**The problem**
All of the entries below must be copied out exactly.
****************************************
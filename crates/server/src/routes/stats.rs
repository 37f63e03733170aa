// crates/server/src/routes/stats.rs
//! Dashboard statistics, app metadata and reminder status.

use std::sync::Arc;

use axum::{extract::State, routing::get, Json, Router};
use chrono::{Duration, Local};
use peekaboo_core::{round2, DATE_FORMAT};
use peekaboo_db::DashboardStats;
use serde::Serialize;

use crate::error::ApiResult;
use crate::metrics;
use crate::state::AppState;

#[derive(Debug, Serialize)]
pub struct DatabaseMetadata {
    pub sessions_count: i64,
    pub last_session: Option<String>,
    pub size_bytes: u64,
    pub size_mb: f64,
}

#[derive(Debug, Serialize)]
pub struct BackupMetadata {
    pub count: usize,
    pub location: String,
}

#[derive(Debug, Serialize)]
pub struct SettingsMetadata {
    pub file_exists: bool,
    pub location: String,
}

#[derive(Debug, Serialize)]
pub struct MetadataResponse {
    pub app_name: String,
    pub version: String,
    pub database: DatabaseMetadata,
    pub backups: BackupMetadata,
    pub settings: SettingsMetadata,
}

#[derive(Debug, Serialize)]
pub struct ReminderStatus {
    pub enabled: bool,
    pub training_time: String,
    pub timezone: String,
    /// One hour from now, local time.
    pub next_check: String,
}

/// GET /api/stats - Totals, averages and the most recent sessions.
pub async fn stats(State(state): State<Arc<AppState>>) -> ApiResult<Json<DashboardStats>> {
    Ok(Json(state.db.dashboard_stats().await?))
}

/// GET /api/metadata - Where data lives and how much of it there is.
pub async fn metadata(State(state): State<Arc<AppState>>) -> ApiResult<Json<MetadataResponse>> {
    let info = state.db.database_info().await?;
    let size_bytes = state.db.file_size();
    metrics::record_database_size(size_bytes);

    let backups = state.db.backups();
    Ok(Json(MetadataResponse {
        app_name: peekaboo_core::APP_NAME.to_string(),
        version: env!("CARGO_PKG_VERSION").to_string(),
        database: DatabaseMetadata {
            sessions_count: info.sessions_count,
            last_session: info.last_session,
            size_bytes,
            size_mb: round2(size_bytes as f64 / (1024.0 * 1024.0)),
        },
        backups: BackupMetadata {
            count: backups.scan().len(),
            location: backups.dir().display().to_string(),
        },
        settings: SettingsMetadata {
            file_exists: state.settings.exists(),
            location: state.settings.path().display().to_string(),
        },
    }))
}

/// GET /api/reminders - Reminder configuration, computed on demand.
pub async fn reminders(State(state): State<Arc<AppState>>) -> Json<ReminderStatus> {
    let settings = state.settings.load();
    let next_check = (Local::now().naive_local() + Duration::hours(1))
        .format(DATE_FORMAT)
        .to_string();
    Json(ReminderStatus {
        enabled: settings.reminder_enabled,
        training_time: settings.training_time,
        timezone: settings.timezone,
        next_check,
    })
}

pub fn router() -> Router<Arc<AppState>> {
    Router::new()
        .route("/stats", get(stats))
        .route("/metadata", get(metadata))
        .route("/reminders", get(reminders))
}
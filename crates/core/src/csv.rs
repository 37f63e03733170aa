//! Minimal RFC 4180 CSV writing.

/// Escape a CSV field per RFC 4180.
///
/// If the field contains a comma, double quote, or line break, wrap it in
/// double quotes and double any internal quotes.
pub fn escape_csv_field(field: &str) -> String {
    if field.contains(',') || field.contains('"') || field.contains('\n') || field.contains('\r') {
        format!("\"{}\"", field.replace('"', "\"\""))
    } else {
        field.to_string()
    }
}

/// Append one escaped, newline-terminated row to `out`.
pub fn push_row<S: AsRef<str>>(out: &mut String, fields: &[S]) {
    for (i, field) in fields.iter().enumerate() {
        if i > 0 {
            out.push(',');
        }
        out.push_str(&escape_csv_field(field.as_ref()));
    }
    out.push('\n');
}

#[cfg(test)]
mod tests {
    use super::*;

    #[test]
    fn test_escape_csv_field_simple() {
        assert_eq!(escape_csv_field("hello"), "hello");
        assert_eq!(escape_csv_field("Duration (min)"), "Duration (min)");
    }

    #[test]
    fn test_escape_csv_field_with_comma() {
        assert_eq!(escape_csv_field("jab, cross"), "\"jab, cross\"");
    }

    #[test]
    fn test_escape_csv_field_with_quote() {
        assert_eq!(escape_csv_field("say \"time\""), "\"say \"\"time\"\"\"");
    }

    #[test]
    fn test_escape_csv_field_with_newline() {
        assert_eq!(escape_csv_field("line1\nline2"), "\"line1\nline2\"");
    }

    #[test]
    fn test_push_row() {
        let mut out = String::new();
        push_row(&mut out, &["1", "a,b", ""]);
        assert_eq!(out, "1,\"a,b\",\n");
    }
}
****************************************
**Response to the task**
filename crates/server/src/routes/stats.rs
repository 37f63e03733170aa
// crates/server/src/routes/stats.rs
//! Dashboard statistics, app metadata and reminder status.

use std::sync::Arc;

use axum::{extract::State, routing::get, Json, Router};
use chrono::{Duration, Local};
use peekaboo_core::{round2, DATE_FORMAT};
use peekaboo_db::DashboardStats;
use serde::Serialize;

use crate::error::ApiResult;
use crate::metrics;
use crate::state::AppState;

#[derive(Debug, Serialize)]
pub struct DatabaseMetadata {
    pub sessions_count: i64,
    pub last_session: Option<String>,
    pub size_bytes: u64,
    pub size_mb: f64,
}

#[derive(Debug, Serialize)]
pub struct BackupMetadata {
    pub count: usize,
    pub location: String,
}

#[derive(Debug, Serialize)]
pub struct SettingsMetadata {
    pub file_exists: bool,
    pub location: String,
}

#[derive(Debug, Serialize)]
pub struct MetadataResponse {
    pub app_name: String,
    pub version: String,
    pub database: DatabaseMetadata,
    pub backups: BackupMetadata,
    pub settings: SettingsMetadata,
}

#[derive(Debug, Serialize)]
pub struct ReminderStatus {
    pub enabled: bool,
    pub training_time: String,
    pub timezone: String,
    /// One hour from now, local time.
    pub next_check: String,
}

/// GET /api/stats - Totals, averages and the most recent sessions.
pub async fn stats(State(state): State<Arc<AppState>>) -> ApiResult<Json<DashboardStats>> {
    Ok(Json(state.db.dashboard_stats().await?))
}

/// GET /api/metadata - Where data lives and how much of it there is.
pub async fn metadata(State(state): State<Arc<AppState>>) -> ApiResult<Json<MetadataResponse>> {
    let info = state.db.database_info().await?;
    let size_bytes = state.db.file_size();
    metrics::record_database_size(size_bytes);

    let backups = state.db.backups();
    Ok(Json(MetadataResponse {
        app_name: peekaboo_core::APP_NAME.to_string(),
        version: env!("CARGO_PKG_VERSION").to_string(),
        database: DatabaseMetadata {
            sessions_count: info.sessions_count,
            last_session: info.last_session,
            size_bytes,
            size_mb: round2(size_bytes as f64 / (1024.0 * 1024.0)),
        },
        backups: BackupMetadata {
            count: backups.scan().len(),
            location: backups.dir().display().to_string(),
        },
        settings: SettingsMetadata {
            file_exists: state.settings.exists(),
            location: state.settings.path().display().to_string(),
        },
    }))
}

/// GET /api/reminders - Reminder configuration, computed on demand.
pub async fn reminders(State(state): State<Arc<AppState>>) -> Json<ReminderStatus> {
    let settings = state.settings.load();
    let next_check = (Local::now().naive_local() + Duration::hours(1))
        .format(DATE_FORMAT)
        .to_string();
    Json(ReminderStatus {
        enabled: settings.reminder_enabled,
        training_time: settings.training_time,
        timezone: settings.timezone,
        next_check,
    })
}

pub fn router() -> Router<Arc<AppState>> {
    Router::new()
        .route("/stats", get(stats))
        .route("/metadata", get(metadata))
        .route("/reminders", get(reminders))
}
filename crates/core/src/csv.rs
repository 37f63e03733170aa
//! Minimal RFC 4180 CSV writing.

/// Escape a CSV field per RFC 4180.
///
/// If the field contains a comma, double quote, or line break, wrap it in
/// double quotes and double any internal quotes.
pub fn escape_csv_field(field: &str) -> String {
    if field.contains(',') || field.contains('"') || field.contains('\n') || field.contains('\r') {
        format!("\"{}\"", field.replace('"', "\"\""))
    } else {
        field.to_string()
    }
}

/// Append one escaped, newline-terminated row to `out`.
pub fn push_row<S: AsRef<str>>(out: &mut String, fields: &[S]) {
    for (i, field) in fields.iter().enumerate() {
        if i > 0 {
            out.push(',');
        }
        out.push_str(&escape_csv_field(field.as_ref()));
    }
    out.push('\n');
}

#[cfg(test)]
mod tests {
    use super::*;

    #[test]
    fn test_escape_csv_field_simple() {
        assert_eq!(escape_csv_field("hello"), "hello");
        assert_eq!(escape_csv_field("Duration (min)"), "Duration (min)");
    }

    #[test]
    fn test_escape_csv_field_with_comma() {
        assert_eq!(escape_csv_field("jab, cross"), "\"jab, cross\"");
    }

    #[test]
    fn test_escape_csv_field_with_quote() {
        assert_eq!(escape_csv_field("say \"time\""), "\"say \"\"time\"\"\"");
    }

    #[test]
    fn test_escape_csv_field_with_newline() {
        assert_eq!(escape_csv_field("line1\nline2"), "\"line1\nline2\"");
    }

    #[test]
    fn test_push_row() {
        let mut out = String::new();
        push_row(&mut out, &["1", "a,b", ""]);
        assert_eq!(out, "1,\"a,b\",\n");
    }
}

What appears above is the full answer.